Ich finde das Verhalten der ukr. Armeeführung skandalös bzw. stümperhaft. Schon der Kessel vom Ilowaisk war das reinste Versagen der Generäle. Der Frontbogen von Debalzewo lädt die Russen gerade dazu ein hier einen Kessel zu bilden. Die Einheiten im Frontbogen müssen aufs schnellste da raus um die Front zu begradigen. Also nach hinten raus. Das setzt grosse Reserven an Mensch und Material frei und stärkt die Abwehrfront.

Ich empfehle sich jeden den Verlauf der 2.Schlacht um Charkow im Mai 1942 genau anzusehen. Die Parallelen zur derzeitigen Lage sind enorm. Die Soldaten im Frontbogen sind in grösster Gefahr!
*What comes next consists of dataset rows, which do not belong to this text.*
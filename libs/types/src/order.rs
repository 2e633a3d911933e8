//! Order lifecycle types
//!
//! An order is created PENDING and moves exactly once, to MATCHED or to
//! CANCELED. Both are terminal.

use crate::errors::OrderError;
use crate::ids::{AssetName, CustomerId, OrderId};
use crate::numeric::{ensure_positive, notional};
use chrono::{DateTime, Utc};
use rust_decimal::Decimal;
use serde::{Deserialize, Serialize};
use std::fmt;

/// Order side (buyer or seller)
#[derive(Debug, Clone, Copy, PartialEq, Eq, Hash, Serialize, Deserialize)]
#[serde(rename_all = "UPPERCASE")]
pub enum Side {
    /// Buy the named asset, paying in cash
    BUY,
    /// Sell the named asset for cash
    SELL,
}

impl fmt::Display for Side {
    fn fmt(&self, f: &mut fmt::Formatter<'_>) -> fmt::Result {
        match self {
            Side::BUY => f.write_str("BUY"),
            Side::SELL => f.write_str("SELL"),
        }
    }
}

/// Order status
#[derive(Debug, Clone, Copy, PartialEq, Eq, Hash, Serialize, Deserialize)]
#[serde(rename_all = "UPPERCASE")]
pub enum OrderStatus {
    /// Accepted, funds reserved, awaiting match or cancel
    Pending,
    /// Settled (terminal)
    Matched,
    /// Canceled by the customer, reservation released (terminal)
    Canceled,
}

impl OrderStatus {
    /// Check if status is terminal (no further transitions possible)
    pub fn is_terminal(&self) -> bool {
        !matches!(self, OrderStatus::Pending)
    }
}

impl fmt::Display for OrderStatus {
    fn fmt(&self, f: &mut fmt::Formatter<'_>) -> fmt::Result {
        match self {
            OrderStatus::Pending => f.write_str("PENDING"),
            OrderStatus::Matched => f.write_str("MATCHED"),
            OrderStatus::Canceled => f.write_str("CANCELED"),
        }
    }
}

/// Asset and amount an order holds in reserve while it is pending
#[derive(Debug, Clone, PartialEq, Eq)]
pub struct Reservation {
    pub asset: AssetName,
    pub amount: Decimal,
}

/// Complete order structure
#[derive(Debug, Clone, PartialEq, Serialize, Deserialize)]
pub struct Order {
    pub order_id: OrderId,
    pub customer_id: CustomerId,
    pub asset: AssetName,
    pub side: Side,
    pub size: Decimal,
    pub price: Decimal,
    pub status: OrderStatus,
    pub created_at: i64, // Unix nanos
}

impl Order {
    /// Create a new pending order with a fresh id
    ///
    /// Fails with `InvalidArgument` unless size and price are positive and
    /// their product is representable.
    pub fn new(
        customer_id: CustomerId,
        asset: AssetName,
        side: Side,
        size: Decimal,
        price: Decimal,
        created_at: i64,
    ) -> Result<Self, OrderError> {
        ensure_positive("size", size).map_err(OrderError::invalid_argument)?;
        ensure_positive("price", price).map_err(OrderError::invalid_argument)?;
        if notional(size, price).is_none() {
            return Err(OrderError::invalid_argument(format!(
                "order value {} x {} overflows",
                size, price
            )));
        }

        Ok(Self {
            order_id: OrderId::new(),
            customer_id,
            asset,
            side,
            size,
            price,
            status: OrderStatus::Pending,
            created_at,
        })
    }

    /// size * price
    pub fn total_value(&self) -> Decimal {
        self.size * self.price
    }

    /// What this order holds in reserve: cash for a BUY, the asset itself for a SELL.
    pub fn reservation(&self, cash_asset: &AssetName) -> Reservation {
        match self.side {
            Side::BUY => Reservation {
                asset: cash_asset.clone(),
                amount: self.total_value(),
            },
            Side::SELL => Reservation {
                asset: self.asset.clone(),
                amount: self.size,
            },
        }
    }

    pub fn is_pending(&self) -> bool {
        self.status == OrderStatus::Pending
    }

    pub fn created_at_utc(&self) -> DateTime<Utc> {
        DateTime::from_timestamp_nanos(self.created_at)
    }

    /// Transition PENDING -> MATCHED
    pub fn mark_matched(&mut self) -> Result<(), OrderError> {
        self.transition(OrderStatus::Matched, "match")
    }

    /// Transition PENDING -> CANCELED
    pub fn mark_canceled(&mut self) -> Result<(), OrderError> {
        self.transition(OrderStatus::Canceled, "cancel")
    }

    fn transition(&mut self, to: OrderStatus, operation: &str) -> Result<(), OrderError> {
        if !self.is_pending() {
            return Err(OrderError::InvalidOrderStatus {
                order_id: self.order_id,
                status: self.status,
                operation: operation.to_string(),
            });
        }
        self.status = to;
        Ok(())
    }
}

#[cfg(test)]
mod tests {
    use super::*;
    use std::str::FromStr;

    fn cash() -> AssetName {
        AssetName::try_new("TRY").unwrap()
    }

    fn make_order(side: Side, size: &str, price: &str) -> Result<Order, OrderError> {
        Order::new(
            CustomerId::try_new("CUST001").unwrap(),
            AssetName::try_new("AAPL").unwrap(),
            side,
            Decimal::from_str(size).unwrap(),
            Decimal::from_str(price).unwrap(),
            1708123456789000000,
        )
    }

    #[test]
    fn test_order_creation() {
        let order = make_order(Side::BUY, "10", "150").unwrap();
        assert_eq!(order.status, OrderStatus::Pending);
        assert!(order.is_pending());
        assert_eq!(order.total_value(), Decimal::from(1500));
    }

    #[test]
    fn test_order_rejects_non_positive_size_and_price() {
        assert!(matches!(
            make_order(Side::BUY, "0", "150"),
            Err(OrderError::InvalidArgument { .. })
        ));
        assert!(matches!(
            make_order(Side::SELL, "1", "-0.01"),
            Err(OrderError::InvalidArgument { .. })
        ));
    }

    #[test]
    fn test_buy_reserves_cash() {
        let order = make_order(Side::BUY, "2.5", "100.10").unwrap();
        let reservation = order.reservation(&cash());
        assert_eq!(reservation.asset, cash());
        assert_eq!(reservation.amount, Decimal::from_str("250.25").unwrap());
    }

    #[test]
    fn test_sell_reserves_asset() {
        let order = make_order(Side::SELL, "5", "150").unwrap();
        let reservation = order.reservation(&cash());
        assert_eq!(reservation.asset.as_str(), "AAPL");
        assert_eq!(reservation.amount, Decimal::from(5));
    }

    #[test]
    fn test_order_match_is_terminal() {
        let mut order = make_order(Side::BUY, "1", "1").unwrap();
        order.mark_matched().unwrap();
        assert_eq!(order.status, OrderStatus::Matched);
        assert!(order.status.is_terminal());

        let err = order.mark_canceled().unwrap_err();
        assert_eq!(
            err,
            OrderError::InvalidOrderStatus {
                order_id: order.order_id,
                status: OrderStatus::Matched,
                operation: "cancel".to_string(),
            }
        );
        assert_eq!(order.status, OrderStatus::Matched);
    }

    #[test]
    fn test_order_cancel_is_terminal() {
        let mut order = make_order(Side::SELL, "1", "1").unwrap();
        order.mark_canceled().unwrap();
        assert!(matches!(
            order.mark_matched(),
            Err(OrderError::InvalidOrderStatus { status: OrderStatus::Canceled, .. })
        ));
        assert!(order.mark_canceled().is_err());
    }

    #[test]
    fn test_created_at_utc() {
        let order = make_order(Side::BUY, "1", "1").unwrap();
        assert_eq!(order.created_at_utc().timestamp(), 1708123456);
    }

    #[test]
    fn test_order_serialization() {
        let order = make_order(Side::SELL, "2.5", "3000.50").unwrap();
        let json = serde_json::to_string(&order).unwrap();
        assert!(json.contains("\"SELL\""));
        assert!(json.contains("\"PENDING\""));

        let deserialized: Order = serde_json::from_str(&json).unwrap();
        assert_eq!(order, deserialized);
    }
}
//! Order Engine Service
//!
//! Order lifecycle on top of the balance ledger:
//! - create: reserve cash (BUY) or the asset (SELL), then record a PENDING order
//! - cancel: release the reservation, then mark the order CANCELED
//! - match: settle both legs, then mark the order MATCHED
//!
//! Plus the read-side projections (single order, per-customer listing with an
//! optional date window, pending queue) and balance queries.

pub mod clock;
pub mod config;
pub mod engine;
pub mod request;
pub mod store;

pub use clock::{Clock, ManualClock, MonotonicClock};
pub use config::EngineConfig;
pub use engine::{InMemoryOrderEngine, OrderEngine};
pub use request::{CreateOrderRequest, DateRange};
pub use store::{InMemoryOrderStore, OrderStore};
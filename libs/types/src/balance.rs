//! Balance types
//!
//! One record per (customer, asset). `usable` is the part not committed to a
//! pending order; the reserved part is always derived as `total - usable`.
//!
//! Invariant: 0 <= usable <= total

use crate::errors::LedgerError;
use crate::ids::{AssetName, BalanceKey, CustomerId};
use crate::numeric::ensure_positive;
use rust_decimal::Decimal;
use serde::{Deserialize, Serialize};

/// Balance for a single (customer, asset) pair
#[derive(Debug, Clone, PartialEq, Eq, Serialize, Deserialize)]
pub struct Balance {
    pub customer_id: CustomerId,
    pub asset: AssetName,
    pub total: Decimal,
    pub usable: Decimal,
}

impl Balance {
    /// Create a new balance with everything usable
    pub fn new(customer_id: CustomerId, asset: AssetName, total: Decimal) -> Self {
        Self {
            customer_id,
            asset,
            total,
            usable: total,
        }
    }

    pub fn key(&self) -> BalanceKey {
        BalanceKey::new(self.customer_id.clone(), self.asset.clone())
    }

    /// Amount committed to pending orders
    pub fn reserved(&self) -> Decimal {
        self.total - self.usable
    }

    /// Check balance invariant: 0 <= usable <= total
    pub fn check_invariant(&self) -> bool {
        self.usable >= Decimal::ZERO && self.usable <= self.total
    }

    pub fn has_sufficient(&self, amount: Decimal) -> bool {
        self.usable >= amount
    }

    /// Move `amount` from usable to reserved.
    pub fn reserve(&mut self, amount: Decimal) -> Result<(), LedgerError> {
        let amount = positive("reserve amount", amount)?;
        if !self.has_sufficient(amount) {
            return Err(LedgerError::InsufficientFunds {
                customer_id: self.customer_id.clone(),
                asset: self.asset.clone(),
                required: amount,
                available: self.usable,
            });
        }

        self.usable -= amount;
        Ok(())
    }

    /// Move `amount` from reserved back to usable, capped at `total`.
    ///
    /// Returns `true` when the cap engaged, i.e. more was released than was reserved.
    pub fn release(&mut self, amount: Decimal) -> Result<bool, LedgerError> {
        let amount = positive("release amount", amount)?;
        let released = self.usable.checked_add(amount).unwrap_or(Decimal::MAX);
        if released > self.total {
            self.usable = self.total;
            Ok(true)
        } else {
            self.usable = released;
            Ok(false)
        }
    }

    /// Credit `amount` to both total and usable.
    pub fn increase(&mut self, amount: Decimal) -> Result<(), LedgerError> {
        let amount = positive("increase amount", amount)?;
        let total = self
            .total
            .checked_add(amount)
            .ok_or_else(|| LedgerError::invalid_state(format!("balance {} overflows", self.key())))?;

        self.total = total;
        self.usable += amount;
        Ok(())
    }

    /// Debit `amount` from both total and usable; usable is floored at zero.
    pub fn decrease(&mut self, amount: Decimal) -> Result<(), LedgerError> {
        let amount = self.check_debit("decrease amount", amount)?;

        self.total -= amount;
        self.usable = (self.usable - amount).max(Decimal::ZERO);
        Ok(())
    }

    /// Debit `amount` for a settlement, drawing on the reserved part first.
    ///
    /// Only the portion not covered by the reservation reduces `usable`, so a
    /// settled order leaves no reservation behind.
    pub fn consume_reserved(&mut self, amount: Decimal) -> Result<(), LedgerError> {
        let amount = self.check_debit("settlement amount", amount)?;
        let from_reserved = amount.min(self.reserved());

        self.total -= amount;
        self.usable -= amount - from_reserved;
        Ok(())
    }

    fn check_debit(&self, field: &'static str, amount: Decimal) -> Result<Decimal, LedgerError> {
        let amount = positive(field, amount)?;
        if amount > self.total {
            return Err(LedgerError::invalid_state(format!(
                "cannot debit {} from {}: total is {}",
                amount,
                self.key(),
                self.total
            )));
        }
        Ok(amount)
    }
}

fn positive(field: &'static str, amount: Decimal) -> Result<Decimal, LedgerError> {
    ensure_positive(field, amount).map_err(LedgerError::invalid_argument)
}


#[cfg(test)]
mod proptests {
    use super::*;
    use proptest::prelude::*;

    fn cents() -> impl Strategy<Value = Decimal> {
        (1i64..=10_000_000).prop_map(|c| Decimal::new(c, 2))
    }

    proptest! {
        #[test]
        fn prop_debits_keep_usable_within_total(
            total in cents(),
            reserve in cents(),
            debit in cents(),
            settle in any::<bool>(),
        ) {
            let mut b = Balance::new(
                CustomerId::try_new("CUST001").unwrap(),
                AssetName::try_new("TRY").unwrap(),
                total,
            );
            let _ = b.reserve(reserve);
            let before = b.clone();

            let result = if settle { b.consume_reserved(debit) } else { b.decrease(debit) };
            match result {
                Ok(()) => prop_assert_eq!(b.total, before.total - debit),
                Err(_) => prop_assert_eq!(&b, &before),
            }
            prop_assert!(b.check_invariant());
        }
    }
}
Ich wage zu behaupten: wenn die Russen den Kessel klar gemacht haben, erst dann haben sie den strategischen Ausgangspunkt für einen Angriff auf Mariupol geschaffen. Ausserdem ist dann die Strategische Lage für einen Angriff auf Slawjansk geschaffen. Slawjansk ist dann das südliche Sprungbrett nach Charkow. Und Charkow halte ich für das eigentliche Kriegsziel der Russen!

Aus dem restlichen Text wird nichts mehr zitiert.